◆ Problem to work on: Can you pull out each line of the data below that includes the word "UserClaims"?
-*-
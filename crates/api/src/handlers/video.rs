//! Handlers for the `/videos` resource: listing and registration.

use axum::extract::State;
use axum::http::StatusCode;
use axum::response::IntoResponse;
use axum::Json;
use mathmotion_core::video_paths::{playback_url, CONTENT_URL_PREFIX};
use mathmotion_db::models::video::{CreateVideo, VideoRecord};
use mathmotion_db::repositories::VideoRepo;
use serde::Serialize;

use crate::error::{AppError, AppResult};
use crate::response::DataResponse;
use crate::state::AppState;

/// A video record enriched with its servable URL, so every consumer shares
/// one derivation instead of re-implementing the final-segment convention.
#[derive(Debug, Serialize)]
pub struct VideoListing {
    #[serde(flatten)]
    pub record: VideoRecord,
    #[serde(rename = "playbackUrl")]
    pub playback_url: String,
}

/// GET /videos
///
/// Every video record, store order, no pagination.
pub async fn list_videos(State(state): State<AppState>) -> AppResult<impl IntoResponse> {
    let videos = VideoRepo::list_all(&state.pool).await?;

    let listings: Vec<VideoListing> = videos
        .into_iter()
        .map(|record| {
            let playback_url = playback_url(&record.video_path, CONTENT_URL_PREFIX);
            VideoListing {
                record,
                playback_url,
            }
        })
        .collect();

    Ok(Json(DataResponse::new(listings)))
}

/// POST /videos
///
/// Register metadata for a rendered asset. This is how the rendering side
/// reports a finished video back; the file itself is already on disk under
/// a content root.
pub async fn create_video(
    State(state): State<AppState>,
    Json(input): Json<CreateVideo>,
) -> AppResult<impl IntoResponse> {
    if input.name.trim().is_empty() || input.video_path.trim().is_empty() {
        return Err(AppError::BadRequest(
            "Fields name and videoPath are required".to_string(),
        ));
    }

    let video = VideoRepo::create(&state.pool, &input).await?;

    tracing::info!(
        video_id = video.id,
        name = %video.name,
        path = %video.video_path,
        "Video registered",
    );

    Ok((StatusCode::CREATED, Json(DataResponse::new(video))))
}
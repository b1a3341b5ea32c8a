use std::net::SocketAddr;
use std::sync::Arc;

use mathmotion_api::config::ServerConfig;
use mathmotion_api::router::build_app_router;
use mathmotion_api::state::AppState;
use mathmotion_core::generation::{Invoker, InvokerConfig};
use tracing_subscriber::{layer::SubscriberExt, util::SubscriberInitExt};

#[tokio::main]
async fn main() {
    dotenvy::dotenv().ok();
    init_tracing();

    let config = ServerConfig::from_env();
    tracing::info!(host = %config.host, port = config.port, "Configuration loaded");

    // The pool, a round-trip check, and migrations all have to succeed
    // before we accept a single request; any failure here is fatal.
    let database_url = std::env::var("DATABASE_URL").expect("DATABASE_URL must be set");
    let pool = mathmotion_db::create_pool(&database_url)
        .await
        .expect("could not connect to the database");
    mathmotion_db::health_check(&pool)
        .await
        .expect("database did not answer the health check");
    mathmotion_db::run_migrations(&pool)
        .await
        .expect("migrations failed");
    tracing::info!("Database ready (pool + migrations)");

    let invoker = Arc::new(Invoker::new(InvokerConfig {
        python_bin: config.generation.python_bin.clone(),
        script_path: config.generation.script_path.clone(),
        timeout: config.generation.timeout(),
        max_concurrent: config.generation.max_concurrent,
    }));
    tracing::info!(
        script = %config.generation.script_path,
        max_concurrent = config.generation.max_concurrent,
        timeout_secs = config.generation.timeout_secs,
        "Generation invoker ready",
    );
    for dir in &config.video_dirs {
        tracing::info!(dir = %dir.display(), "Content root");
    }

    let addr = SocketAddr::new(
        config.host.parse().expect("HOST is not a valid address"),
        config.port,
    );

    let app = build_app_router(AppState {
        pool: pool.clone(),
        config: Arc::new(config),
        invoker,
    });

    let listener = tokio::net::TcpListener::bind(addr)
        .await
        .expect("could not bind the listen address");
    tracing::info!(%addr, "Listening");

    axum::serve(listener, app)
        .with_graceful_shutdown(shutdown_signal())
        .await
        .expect("server error");

    tracing::info!("No longer accepting connections");
    pool.close().await;
    tracing::info!("Shutdown complete");
}

fn init_tracing() {
    tracing_subscriber::registry()
        .with(
            tracing_subscriber::EnvFilter::try_from_default_env()
                .unwrap_or_else(|_| "mathmotion_api=debug,tower_http=debug".into()),
        )
        .with(tracing_subscriber::fmt::layer())
        .init();
}

/// Resolve when the process is told to stop.
///
/// SIGINT covers interactive use; SIGTERM is what a process supervisor or
/// container runtime sends first.
async fn shutdown_signal() {
    let ctrl_c = async {
        tokio::signal::ctrl_c()
            .await
            .expect("could not install the Ctrl-C handler");
    };

    #[cfg(unix)]
    let terminate = async {
        tokio::signal::unix::signal(tokio::signal::unix::SignalKind::terminate())
            .expect("could not install the SIGTERM handler")
            .recv()
            .await;
    };

    #[cfg(not(unix))]
    let terminate = std::future::pending::<()>();

    tokio::select! {
        () = ctrl_c => tracing::info!("SIGINT received, shutting down"),
        () = terminate => tracing::info!("SIGTERM received, shutting down"),
    }
}
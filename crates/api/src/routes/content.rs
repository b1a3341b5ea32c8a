//! Route definitions for raw video content (root-level paths).

use axum::routing::get;
use axum::Router;

use crate::handlers::content;
use crate::state::AppState;

pub fn router() -> Router<AppState> {
    Router::new()
        .route("/videos-content/{*path}", get(content::serve_content))
        .route("/check-videos", get(content::check_videos))
}
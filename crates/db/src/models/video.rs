//! Rendered video entity model and DTOs.

use mathmotion_core::types::{DbId, Timestamp};
use serde::{Deserialize, Serialize};
use sqlx::FromRow;

/// A row from the `videos` table.
#[derive(Debug, Clone, FromRow, Serialize)]
#[serde(rename_all = "camelCase")]
pub struct VideoRecord {
    pub id: DbId,
    pub name: String,
    /// Filesystem-relative path of the rendered asset as recorded by the
    /// rendering side. Only its final segment is meaningful for playback.
    pub video_path: String,
    pub description: String,
    /// Duration in seconds, when the rendering side reported it.
    #[serde(rename = "duration")]
    pub duration_secs: Option<f64>,
    /// Submission that produced this video, when known.
    pub input_id: Option<DbId>,
    pub created_at: Timestamp,
    pub updated_at: Timestamp,
}

/// DTO for registering a rendered video.
#[derive(Debug, Clone, Deserialize)]
#[serde(rename_all = "camelCase", deny_unknown_fields)]
pub struct CreateVideo {
    pub name: String,
    pub video_path: String,
    pub description: Option<String>,
    #[serde(rename = "duration")]
    pub duration_secs: Option<f64>,
    pub input_id: Option<DbId>,
}
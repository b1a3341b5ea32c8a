//! Filename conventions for generated animation assets.
//!
//! The rendering script writes its output under the content directory using
//! a sanitized form of the submitted topic, so both sides must agree on the
//! sanitization rules.

/// Convert a submitted math topic into a filesystem-safe base name.
///
/// Lowercases the topic and replaces spaces, path separators, and colons
/// with underscores. The result never contains a path separator, so it is
/// safe to join onto a content root.
///
/// # Examples
///
/// ```
/// use mathmotion_core::naming::safe_topic_name;
///
/// assert_eq!(safe_topic_name("Pythagorean Theorem"), "pythagorean_theorem");
/// assert_eq!(safe_topic_name("L2/L1 norms"), "l2_l1_norms");
/// assert_eq!(safe_topic_name("limits: intro"), "limits__intro");
/// ```
pub fn safe_topic_name(topic: &str) -> String {
    topic
        .to_lowercase()
        .chars()
        .map(|c| match c {
            ' ' | '/' | '\\' | ':' => '_',
            other => other,
        })
        .collect()
}

/// Expected output filename for a topic's rendered video.
///
/// ```
/// use mathmotion_core::naming::video_filename;
///
/// assert_eq!(video_filename("Vector Addition"), "vector_addition_animation.mp4");
/// ```
pub fn video_filename(topic: &str) -> String {
    format!("{}_animation.mp4", safe_topic_name(topic))
}

#[cfg(test)]
mod tests {
    use super::*;

    #[test]
    fn sanitizes_separators() {
        assert_eq!(safe_topic_name("a/b\\c:d e"), "a_b_c_d_e");
    }

    #[test]
    fn already_safe_topic_is_unchanged() {
        assert_eq!(safe_topic_name("eigenvalues"), "eigenvalues");
    }

    #[test]
    fn video_filename_appends_suffix() {
        assert_eq!(video_filename("recursion"), "recursion_animation.mp4");
    }
}
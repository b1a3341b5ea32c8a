//! Repository for the `inputs` table.

use mathmotion_core::types::DbId;
use sqlx::PgPool;

use crate::models::input::{CreateInput, InputRecord};

/// Column list shared across queries to avoid repetition.
const COLUMNS: &str = "id, input, python_script, rating, feedback, created_at, updated_at";

/// CRUD operations for submissions.
pub struct InputRepo;

impl InputRepo {
    /// Insert a new submission.
    ///
    /// Blank `input` or `python_script` fails the write at the database
    /// CHECK constraint; nothing is coerced.
    pub async fn create(pool: &PgPool, input: &CreateInput) -> Result<InputRecord, sqlx::Error> {
        let query = format!(
            "INSERT INTO inputs (input, python_script)
             VALUES ($1, $2)
             RETURNING {COLUMNS}"
        );
        sqlx::query_as::<_, InputRecord>(&query)
            .bind(&input.input)
            .bind(&input.python_script)
            .fetch_one(pool)
            .await
    }

    /// Find a submission by its internal ID.
    pub async fn find_by_id(pool: &PgPool, id: DbId) -> Result<Option<InputRecord>, sqlx::Error> {
        let query = format!("SELECT {COLUMNS} FROM inputs WHERE id = $1");
        sqlx::query_as::<_, InputRecord>(&query)
            .bind(id)
            .fetch_optional(pool)
            .await
    }

    /// Attach rating and/or feedback to a submission. Only non-`None`
    /// fields are applied.
    ///
    /// Returns `None` if no row with the given `id` exists.
    pub async fn set_feedback(
        pool: &PgPool,
        id: DbId,
        rating: Option<i32>,
        feedback: Option<&str>,
    ) -> Result<Option<InputRecord>, sqlx::Error> {
        let query = format!(
            "UPDATE inputs SET
                rating = COALESCE($2, rating),
                feedback = COALESCE($3, feedback),
                updated_at = NOW()
             WHERE id = $1
             RETURNING {COLUMNS}"
        );
        sqlx::query_as::<_, InputRecord>(&query)
            .bind(id)
            .bind(rating)
            .bind(feedback)
            .fetch_optional(pool)
            .await
    }

    /// Count all submissions. Used by tests to assert side effects.
    pub async fn count(pool: &PgPool) -> Result<i64, sqlx::Error> {
        let row: (i64,) = sqlx::query_as("SELECT COUNT(*) FROM inputs")
            .fetch_one(pool)
            .await?;
        Ok(row.0)
    }
}
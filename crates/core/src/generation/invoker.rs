//! The generation invoker.
//!
//! Each submission launches one external rendering process, passing the
//! submission serialized as the script's single JSON argument. Concurrent
//! submissions are admitted through a semaphore so the number of
//! simultaneously running render processes stays bounded; excess
//! submissions queue until a permit frees up.

use std::fmt;
use std::sync::Arc;
use std::time::Duration;

use serde::Serialize;
use tokio::process::Command;
use tokio::sync::Semaphore;

use super::subprocess;

/// Configuration for the generation invoker.
#[derive(Debug, Clone)]
pub struct InvokerConfig {
    /// Interpreter used to run the script (e.g. `python3`).
    pub python_bin: String,
    /// Path to the rendering script.
    pub script_path: String,
    /// Maximum wall-clock time before a render process is killed.
    pub timeout: Duration,
    /// Maximum number of render processes running at once.
    pub max_concurrent: usize,
}

/// Captured output from a completed render process.
#[derive(Debug, Clone, Serialize)]
pub struct GenerationOutput {
    /// Everything the process wrote to stdout.
    pub stdout: String,
    /// Everything the process wrote to stderr.
    pub stderr: String,
    /// Exit code; `-1` when the process died to a signal.
    pub exit_code: i32,
    /// How long the process ran, in milliseconds.
    pub duration_ms: u64,
}

/// Errors that can occur while running the rendering script.
#[derive(Debug)]
pub enum GenerationError {
    /// The script file was not found at the configured path.
    NotFound(String),
    /// The process outlived the configured deadline and was killed.
    Timeout {
        /// Wall-clock time spent before the kill.
        elapsed_ms: u64,
    },
    /// The process ran to completion but reported a non-zero exit code.
    Failed {
        /// The reported exit code.
        exit_code: i32,
        /// stderr collected up to the exit.
        stderr: String,
    },
    /// Spawning or talking to the process failed.
    Io(std::io::Error),
}

impl fmt::Display for GenerationError {
    fn fmt(&self, f: &mut fmt::Formatter<'_>) -> fmt::Result {
        match self {
            Self::NotFound(path) => write!(f, "Generation script not found: {path}"),
            Self::Timeout { elapsed_ms } => {
                write!(f, "Generation timed out after {elapsed_ms}ms")
            }
            Self::Failed { exit_code, stderr } => {
                write!(f, "Generation failed with exit code {exit_code}: {stderr}")
            }
            Self::Io(err) => write!(f, "I/O error: {err}"),
        }
    }
}

impl std::error::Error for GenerationError {
    fn source(&self) -> Option<&(dyn std::error::Error + 'static)> {
        match self {
            Self::Io(err) => Some(err),
            _ => None,
        }
    }
}

/// Runs the external rendering script, one process per invocation.
pub struct Invoker {
    config: InvokerConfig,
    permits: Arc<Semaphore>,
}

impl Invoker {
    pub fn new(config: InvokerConfig) -> Self {
        let permits = Arc::new(Semaphore::new(config.max_concurrent.max(1)));
        Self { config, permits }
    }

    /// Run one render process for `submission`, waiting for a free permit
    /// first, and collect its output streams until it exits.
    ///
    /// The submission is serialized to JSON and passed as the script's sole
    /// argument. A non-zero exit code is uniformly a [`GenerationError::Failed`],
    /// regardless of which stream carries the diagnostic detail.
    pub async fn generate(
        &self,
        submission: &serde_json::Value,
    ) -> Result<GenerationOutput, GenerationError> {
        let _permit = self
            .permits
            .acquire()
            .await
            .map_err(|_| GenerationError::Io(std::io::Error::other("invoker shut down")))?;

        if tokio::fs::metadata(&self.config.script_path).await.is_err() {
            return Err(GenerationError::NotFound(self.config.script_path.clone()));
        }

        let payload = submission.to_string();

        let mut cmd = Command::new(&self.config.python_bin);
        cmd.arg(&self.config.script_path).arg(&payload);

        let output = subprocess::run_command(&mut cmd, self.config.timeout).await?;

        if output.exit_code != 0 {
            return Err(GenerationError::Failed {
                exit_code: output.exit_code,
                stderr: output.stderr,
            });
        }

        Ok(output)
    }
}

// ---------------------------------------------------------------------------
// Tests
// ---------------------------------------------------------------------------

#[cfg(test)]
mod tests {
    use std::io::Write;

    use super::*;

    /// Write a shell script fixture and return an invoker targeting it.
    ///
    /// Using `/bin/sh` as the "interpreter" keeps the tests hermetic: the
    /// invoker only cares that it hands the serialized submission to a child
    /// process and collects the streams.
    fn sh_invoker(dir: &tempfile::TempDir, script: &str, timeout: Duration) -> Invoker {
        let path = dir.path().join("generate.sh");
        let mut file = std::fs::File::create(&path).unwrap();
        file.write_all(script.as_bytes()).unwrap();

        Invoker::new(InvokerConfig {
            python_bin: "/bin/sh".to_string(),
            script_path: path.to_string_lossy().into_owned(),
            timeout,
            max_concurrent: 2,
        })
    }

    #[tokio::test]
    async fn captures_stdout_on_success() {
        let dir = tempfile::tempdir().unwrap();
        let invoker = sh_invoker(&dir, "echo done", Duration::from_secs(5));

        let output = invoker
            .generate(&serde_json::json!({"name": "recursion"}))
            .await
            .unwrap();

        assert_eq!(output.exit_code, 0);
        assert_eq!(output.stdout.trim(), "done");
        assert!(output.stderr.is_empty());
    }

    #[tokio::test]
    async fn passes_submission_as_single_argument() {
        let dir = tempfile::tempdir().unwrap();
        let invoker = sh_invoker(&dir, "echo \"$1\"", Duration::from_secs(5));

        let output = invoker
            .generate(&serde_json::json!({"name": "pythagorean theorem"}))
            .await
            .unwrap();

        let echoed: serde_json::Value = serde_json::from_str(output.stdout.trim()).unwrap();
        assert_eq!(echoed["name"], "pythagorean theorem");
    }

    #[tokio::test]
    async fn nonzero_exit_is_failed_with_stderr() {
        let dir = tempfile::tempdir().unwrap();
        let invoker = sh_invoker(&dir, "echo boom >&2; exit 3", Duration::from_secs(5));

        let err = invoker
            .generate(&serde_json::json!({"name": "x"}))
            .await
            .unwrap_err();

        match err {
            GenerationError::Failed { exit_code, stderr } => {
                assert_eq!(exit_code, 3);
                assert_eq!(stderr.trim(), "boom");
            }
            other => panic!("expected Failed, got {other:?}"),
        }
    }

    #[tokio::test]
    async fn hung_process_times_out() {
        let dir = tempfile::tempdir().unwrap();
        let invoker = sh_invoker(&dir, "sleep 30", Duration::from_millis(200));

        let err = invoker
            .generate(&serde_json::json!({"name": "x"}))
            .await
            .unwrap_err();

        assert!(matches!(err, GenerationError::Timeout { .. }));
    }

    #[tokio::test]
    async fn missing_script_is_not_found() {
        let invoker = Invoker::new(InvokerConfig {
            python_bin: "/bin/sh".to_string(),
            script_path: "/nonexistent/generate.sh".to_string(),
            timeout: Duration::from_secs(1),
            max_concurrent: 1,
        });

        let err = invoker
            .generate(&serde_json::json!({"name": "x"}))
            .await
            .unwrap_err();

        assert!(matches!(err, GenerationError::NotFound(_)));
    }

    #[test]
    fn display_failed() {
        let err = GenerationError::Failed {
            exit_code: 1,
            stderr: "traceback".to_string(),
        };
        assert_eq!(
            err.to_string(),
            "Generation failed with exit code 1: traceback"
        );
    }
}
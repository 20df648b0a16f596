//! Liveness and readiness endpoints
//!
//! Liveness reports the process alone; readiness additionally round-trips a
//! query through the connection pool, so a wedged or unreachable database
//! takes the instance out of rotation instead of serving 500s.

use axum::{extract::State, http::StatusCode, Json};
use serde::Serialize;
use utoipa::ToSchema;

#[derive(Serialize, ToSchema)]
pub struct HealthResponse {
    /// Current status of the service
    pub status: String,
    /// Version of the service
    pub version: String,
}

#[derive(Serialize, ToSchema)]
pub struct ReadinessResponse {
    /// Current status of the service
    pub status: String,
    /// Version of the service
    pub version: String,
    /// Database connectivity
    pub database: String,
}

/// Liveness: the process is up and serving requests
#[utoipa::path(
    get,
    path = "/health",
    tag = "health",
    responses(
        (status = 200, description = "Service is healthy", body = HealthResponse)
    )
)]
pub async fn health_check() -> Json<HealthResponse> {
    Json(HealthResponse {
        status: "healthy".to_string(),
        version: env!("CARGO_PKG_VERSION").to_string(),
    })
}

/// Readiness: the process is up and the database answers
#[utoipa::path(
    get,
    path = "/ready",
    tag = "health",
    responses(
        (status = 200, description = "Service is ready", body = ReadinessResponse),
        (status = 503, description = "Database unreachable", body = ReadinessResponse)
    )
)]
pub async fn readiness_check(
    State(state): State<crate::AppState>,
) -> (StatusCode, Json<ReadinessResponse>) {
    let database_ok = sqlx::query_scalar::<_, i32>("SELECT 1")
        .fetch_one(&state.services.repository.pool)
        .await
        .is_ok();

    if !database_ok {
        tracing::warn!("Readiness check failed: database unreachable");
    }

    let (status_code, status, database) = if database_ok {
        (StatusCode::OK, "ready", "connected")
    } else {
        (StatusCode::SERVICE_UNAVAILABLE, "not_ready", "unreachable")
    };

    (
        status_code,
        Json(ReadinessResponse {
            status: status.to_string(),
            version: env!("CARGO_PKG_VERSION").to_string(),
            database: database.to_string(),
        }),
    )
}
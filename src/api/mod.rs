//! API handlers for Biblion REST endpoints

pub mod books;
pub mod borrowings;
pub mod health;
pub mod openapi;
pub mod reservations;

use axum::{
    async_trait,
    extract::FromRequestParts,
    http::{header::AUTHORIZATION, request::Parts},
};

use crate::{error::AppError, models::user::UserClaims, AppState};

/// Extractor for authenticated user from JWT token
pub struct AuthenticatedUser(pub UserClaims);

#[async_trait]
impl FromRequestParts<AppState> for AuthenticatedUser {
    type Rejection = AppError;

    async fn from_request_parts(parts: &mut Parts, state: &AppState) -> Result<Self, Self::Rejection> {
        // Get the Authorization header
        let auth_header = parts
            .headers
            .get(AUTHORIZATION)
            .and_then(|value| value.to_str().ok())
            .ok_or_else(|| AppError::Authentication("Missing authorization header".to_string()))?;

        // Check for Bearer token
        if !auth_header.starts_with("Bearer ") {
            return Err(AppError::Authentication("Invalid authorization header format".to_string()));
        }

        let token = &auth_header[7..];

        // Validate JWT token using the secret from configuration
        let claims = UserClaims::from_token(token, &state.config.auth.jwt_secret)
            .map_err(|e| AppError::Authentication(e.to_string()))?;

        Ok(AuthenticatedUser(claims))
    }
}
-*-
◆ Answer below:
use crate::{error::AppError, models::user::UserClaims, AppState};
pub struct AuthenticatedUser(pub UserClaims);
        let claims = UserClaims::from_token(token, &state.config.auth.jwt_secret)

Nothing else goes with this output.